O número de universitários que abandonam seus cursos tem superado o total que conclui a graduação no país. Isso ocorreu por dois anos consecutivos e ficou mais forte em 2014, período com os últimos dados oficiais disponíveis.
Naquele ano, as instituições de ensino superior formaram 1 milhão de pessoas, enquanto 1,2 milhão de alunos trancou matrículas, provocando um “rombo” de 20% entre o número de trancamentos e o de formaturas.
O balanço inclui alunos de graduações presenciais e à distância (EAD), de instituições públicas e privadas.
Crise econômica, má qualidade de cursos universitários e também da formação na educação básica são fatores apontados por especialistas como causas do cenário.
O auxiliar de segurança do trabalho Rafael Tavares, 33, deixou em 2013 a graduação à distância em Serviço Social em uma faculdade de São Paulo. Ele não gostou da metodologia, embora a mensalidade de R$ 600 tenha pesado na decisão. “Nas aulas presenciais, assistíamos a videoaulas. O tutor nem era da área.”
De 2011 a 2014, o número de matriculados no ensino superior avançou 16%, chegando a 7,8 milhões. A quantidade de trancamentos no período, no entanto, saltou 60%, enquanto a de alunos diplomados variou só 1%.
Essa situação se agravou a partir de 2012. Foram 876 mil diplomados em cursos presenciais naquele ano e, em 2014, esse número passou para 837 mil –retração de 4%.
Os dados são das Sinopses Estatísticas dos Censos da Educação Superior, do MEC (Ministério da Educação).
As edições anteriores a 2011 não traziam informações sobre trancamentos. Já as planilhas que contam com o dado não detalham se a matrícula foi trancada na modalidade presencial ou à distância.
A Folha solicitou este e outros dados para o governo federal na tarde de quinta (3). A pasta afirmou que não havia tempo suficiente para o levantamento. Também argumentou que o prazo não era suficiente para esclarecer e comentar dados já divulgados e outros questionamentos.
PARTICULARES
A situação é mais grave nas universidades privadas. Em 2012, essas instituições formaram 673 mil alunos em cursos presenciais. Esse número caiu para 611 mil (-9%).
As interrupções de curso do setor privado representam 86% do total –as particulares têm 75% das matrículas.

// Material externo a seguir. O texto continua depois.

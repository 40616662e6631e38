//! Minimax search with alpha-beta pruning
//!
//! This module implements the move search for the engine. One recursive
//! routine covers both modes:
//!
//! - **Exhaustive**: recurses to the end of the game. Leaves score `+1`
//!   for a win by the searching side, `-1` for a loss and `0` for a draw.
//! - **Depth-limited**: stops after a fixed number of plies and scores the
//!   horizon with the window heuristic. Wins and losses score the extreme
//!   table entries so they dominate heuristic comparisons.
//!
//! The board is mutated in place and restored on the way back up. The
//! last-move record used by the incremental win check is restored from
//! the parent ply, not from a snapshot taken deeper in the tree.
//!
//! # Example
//!
//! ```
//! use mnk::board::{Board, Mark, Pos};
//! use mnk::eval::Heuristic;
//! use mnk::search::{SearchDepth, Searcher};
//!
//! let mut board = Board::new(3);
//! board.place(Pos::new(1, 1), Mark::X);
//! let heuristic = Heuristic::new(3, 3);
//!
//! let result = Searcher::new(&mut board, &heuristic, Mark::O).search(SearchDepth::Unbounded);
//! assert_eq!(result.best_move, Some(Pos::new(0, 0)));
//! assert_eq!(result.score, 0);
//! ```

use crate::board::{Board, Mark, Pos};
use crate::eval::Heuristic;
use crate::rules::has_won_at;

/// How far the search looks ahead
#[derive(Debug, Clone, Copy, PartialEq, Eq, Hash)]
pub enum SearchDepth {
    /// Search every line to the end of the game
    Unbounded,
    /// Search this many plies, then evaluate
    Limited(u32),
}

impl std::fmt::Display for SearchDepth {
    fn fmt(&self, f: &mut std::fmt::Formatter<'_>) -> std::fmt::Result {
        match self {
            SearchDepth::Unbounded => f.write_str("unbounded"),
            SearchDepth::Limited(d) => write!(f, "{d} plies"),
        }
    }
}

/// Search result containing the best move found
#[derive(Debug, Clone, Copy, PartialEq, Eq)]
pub struct SearchResult {
    /// Best move found, `None` when the root is terminal
    /// or the search stopped at the root
    pub best_move: Option<Pos>,
    /// Minimax value of the root from the searching side's view
    pub score: i64,
    /// Total nodes visited
    pub nodes: u64,
}

/// One search over a borrowed board.
///
/// Holds the board mutably for its whole lifetime, so nothing else can
/// observe the intermediate positions.
pub struct Searcher<'a> {
    board: &'a mut Board,
    heuristic: &'a Heuristic,
    mine: Mark,
    run: usize,
    nodes: u64,
}

impl<'a> Searcher<'a> {
    /// `mine` is the side to move at the root
    pub fn new(board: &'a mut Board, heuristic: &'a Heuristic, mine: Mark) -> Self {
        Self {
            board,
            heuristic,
            mine,
            run: heuristic.table().run(),
            nodes: 0,
        }
    }

    /// Run the search to completion.
    #[must_use]
    pub fn search(mut self, depth: SearchDepth) -> SearchResult {
        let limit = match depth {
            SearchDepth::Unbounded => None,
            SearchDepth::Limited(d) => Some(d),
        };
        let (score, best_move) = self.alpha_beta(limit, self.mine, i64::MIN, i64::MAX);
        SearchResult {
            best_move,
            score,
            nodes: self.nodes,
        }
    }

    /// Leaf value when `winner` has completed a run
    #[inline]
    fn win_score(&self, winner: Mark, limited: bool) -> i64 {
        let table = self.heuristic.table();
        match (winner == self.mine, limited) {
            (true, false) => 1,
            (false, false) => -1,
            (true, true) => table.win(),
            (false, true) => table.loss(),
        }
    }

    fn alpha_beta(
        &mut self,
        depth: Option<u32>,
        to_move: Mark,
        mut alpha: i64,
        mut beta: i64,
    ) -> (i64, Option<Pos>) {
        self.nodes += 1;

        // Only the side that just moved can have completed a run
        let parent = self.board.last_move();
        if let Some(last) = parent {
            if has_won_at(self.board, last.pos, last.mark, self.run) {
                return (self.win_score(last.mark, depth.is_some()), None);
            }
        }

        if self.board.is_full() {
            return (0, None);
        }

        if depth == Some(0) {
            return (self.heuristic.evaluate(self.board, self.mine), None);
        }

        let child_depth = depth.map(|d| d - 1);
        let maximizing = to_move == self.mine;
        let size = self.board.size();
        let mut best = None;

        // Walk the move list by index; each cell is relinked before we
        // step past it, so the cursor stays valid across make/unmake.
        let mut cursor = self.board.move_list().first();
        while let Some(idx) = cursor {
            let pos = Pos::from_index(idx, size);

            self.board.place(pos, to_move);
            let (score, _) = self.alpha_beta(child_depth, to_move.opponent(), alpha, beta);
            self.board.undo(pos, parent);

            // Strict comparison keeps the first of equally good moves
            if maximizing {
                if score > alpha {
                    alpha = score;
                    best = Some(pos);
                }
            } else if score < beta {
                beta = score;
                best = Some(pos);
            }

            if alpha >= beta {
                break;
            }
            cursor = self.board.move_list().after(idx);
        }

        (if maximizing { alpha } else { beta }, best)
    }
}
//! Heuristic evaluation for depth-limited search
//!
//! Every window of `run` consecutive cells on every row, column and
//! diagonal is scored from the [`HeuristicTable`] and the scores are
//! summed. Windows that hold only one side's marks count for that side;
//! windows holding both count for nobody.

use crate::board::{lines, Board, Line, Mark, Pos};

use super::weights::HeuristicTable;

/// Window table plus the lines long enough to hold a window
#[derive(Debug, Clone)]
pub struct Heuristic {
    table: HeuristicTable,
    lines: Vec<Line>,
}

impl Heuristic {
    pub fn new(size: usize, run: usize) -> Self {
        Self {
            table: HeuristicTable::new(run),
            lines: if run == 0 { Vec::new() } else { lines::lines(size, run) },
        }
    }

    #[inline]
    pub fn table(&self) -> &HeuristicTable {
        &self.table
    }

    /// Evaluate the board from the perspective of `mine`.
    ///
    /// Positive values favour `mine`. Swapping the perspective negates
    /// the result.
    #[must_use]
    pub fn evaluate(&self, board: &Board, mine: Mark) -> i64 {
        let theirs = mine.opponent();
        let run = self.table.run();
        let mut score = 0i64;

        for line in &self.lines {
            // Sliding window counts along the line
            let (mut m, mut o) = (0usize, 0usize);
            for i in 0..line.len {
                match board.get(line.cell(i)) {
                    x if x == mine => m += 1,
                    x if x == theirs => o += 1,
                    _ => {}
                }
                if i + 1 > run {
                    match board.get(line.cell(i - run)) {
                        x if x == mine => m -= 1,
                        x if x == theirs => o -= 1,
                        _ => {}
                    }
                }
                if i + 1 >= run {
                    score = score.saturating_add(self.table.get(m, o));
                }
            }
        }

        score
    }

    /// Score of the single window of `run` cells starting at `start` and
    /// stepping `dir`, or `None` if it does not fit on the board.
    pub fn score_window(
        &self,
        board: &Board,
        start: Pos,
        dir: (i32, i32),
        mine: Mark,
    ) -> Option<i64> {
        let theirs = mine.opponent();
        let (mut m, mut o) = (0usize, 0usize);
        for n in 0..self.table.run() as i32 {
            let pos = start.offset(dir.0, dir.1, n, board.size())?;
            match board.get(pos) {
                x if x == mine => m += 1,
                x if x == theirs => o += 1,
                _ => {}
            }
        }
        Some(self.table.get(m, o))
    }
}

#[cfg(test)]
mod tests {
    use super::*;
    use proptest::prelude::*;

    fn board_with(size: usize, cells: &[(u8, u8, Mark)]) -> Board {
        let mut board = Board::new(size);
        for &(r, c, mark) in cells {
            board.place(Pos::new(r, c), mark);
        }
        board
    }

    /// Reference sum: every start cell, every direction, every full window
    fn brute_force_eval(board: &Board, heuristic: &Heuristic, mine: Mark) -> i64 {
        let size = board.size();
        let mut total = 0;
        for idx in 0..size * size {
            let start = Pos::from_index(idx, size);
            for dir in crate::board::DIRECTIONS {
                if let Some(s) = heuristic.score_window(board, start, dir, mine) {
                    total += s;
                }
            }
        }
        total
    }

    #[test]
    fn test_empty_board_is_zero() {
        let heuristic = Heuristic::new(5, 4);
        assert_eq!(heuristic.evaluate(&Board::new(5), Mark::X), 0);
    }

    #[test]
    fn test_three_in_window_scores_hundred() {
        // 5x5, run 4: X X X _ _ on row 2
        let heuristic = Heuristic::new(5, 4);
        let board = board_with(5, &[(2, 0, Mark::X), (2, 1, Mark::X), (2, 2, Mark::X)]);
        assert_eq!(heuristic.score_window(&board, Pos::new(2, 0), (0, 1), Mark::X), Some(100));
        assert_eq!(heuristic.score_window(&board, Pos::new(2, 1), (0, 1), Mark::X), Some(10));
        assert_eq!(heuristic.score_window(&board, Pos::new(2, 2), (0, 1), Mark::X), None);
    }

    #[test]
    fn test_single_center_mark_3x3() {
        // Center sits in row, column and both diagonals: 4 windows of one mark
        let heuristic = Heuristic::new(3, 3);
        let board = board_with(3, &[(1, 1, Mark::X)]);
        assert_eq!(heuristic.evaluate(&board, Mark::X), 4);
        assert_eq!(heuristic.evaluate(&board, Mark::O), -4);
    }

    #[test]
    fn test_blocked_window_is_zero() {
        let heuristic = Heuristic::new(3, 3);
        let board = board_with(3, &[(0, 0, Mark::X), (0, 1, Mark::O)]);
        // Row 0 blocked; X keeps column 0 and the main diagonal, O keeps column 1
        assert_eq!(heuristic.evaluate(&board, Mark::X), 1 + 1 - 1);
    }

    #[test]
    fn test_off_main_diagonals_counted() {
        // 5x5, run 4: one mark at (0, 1) lies on the SE diagonal from (0, 1)
        // and no SW diagonal of length >= 4
        let heuristic = Heuristic::new(5, 4);
        let board = board_with(5, &[(0, 1, Mark::O)]);
        // Row 0: windows at cols 0 and 1 contain it (2); column 1: one window (1);
        // SE diagonal from (0, 1) has one window (1)
        assert_eq!(heuristic.evaluate(&board, Mark::O), 4);
    }

    #[test]
    fn test_run_longer_than_board_scores_nothing() {
        let heuristic = Heuristic::new(2, 3);
        let board = board_with(2, &[(0, 0, Mark::X), (1, 1, Mark::X)]);
        assert_eq!(heuristic.evaluate(&board, Mark::X), 0);
    }

    proptest! {
        #[test]
        fn prop_matches_brute_force_and_negates(
            size in 1usize..=6,
            run_seed in 0usize..6,
            cells in prop::collection::vec(0u8..3, 36),
        ) {
            let run = run_seed % size + 1;
            let heuristic = Heuristic::new(size, run);
            let mut board = Board::new(size);
            for idx in 0..size * size {
                let mark = match cells[idx] {
                    1 => Mark::X,
                    2 => Mark::O,
                    _ => continue,
                };
                board.place(Pos::from_index(idx, size), mark);
            }
            let x = heuristic.evaluate(&board, Mark::X);
            prop_assert_eq!(x, -heuristic.evaluate(&board, Mark::O));
            prop_assert_eq!(x, brute_force_eval(&board, &heuristic, Mark::X));
        }
    }
}
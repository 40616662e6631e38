//! Game rules for m,n,k games
//!
//! The only rule beyond "place on an empty cell" is the win condition:
//! `run` consecutive marks on a row, column or diagonal.

pub mod win;

// Re-exports for convenient access
pub use win::{find_winning_line, has_won, has_won_at};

Especialista em ensino superior, a professora da USP Elizabeth Balbachevsky diz que isso é reflexo da crise econômica, já sentida em 2014, embora outros fatores também tenham influência.
“Isso mostra um estrangulamento das condições de vida das pessoas. Para os jovens, é catastrófico, vão ter que adiar sua qualificação.”
Lucas de Campos, 21, escolheu Ciência da Computação pelo interesse em games e design. Cursou por três anos em uma faculdade particular de SP, que abandonou no ano passado. “Quando começaram os cálculos, foi complicado. Estudei em escola pública e não lembrava muita coisa.”
Sólon Caldas, diretor-executivo da Abmes, entidade que representa o ensino privado, diz que ampliar formaturas é um desafio. “Nosso aluno paga mensalidade, vai para o trabalho cedo. Por termos a maioria dos alunos vindos de escola pública, a má formação na educação básica é relevante”, disse.
Na rede pública, o aumento dos trancamentos é mais grave nas federais. Eles aumentaram 84% entre 2011 e 2014, enquanto a alta de concluintes foi de apenas 15%.
Procurada, a Associação Nacional dos Dirigentes das Instituições Federais de Ensino Superior informou que, por ora, não tem posicionamento sobre as oscilações.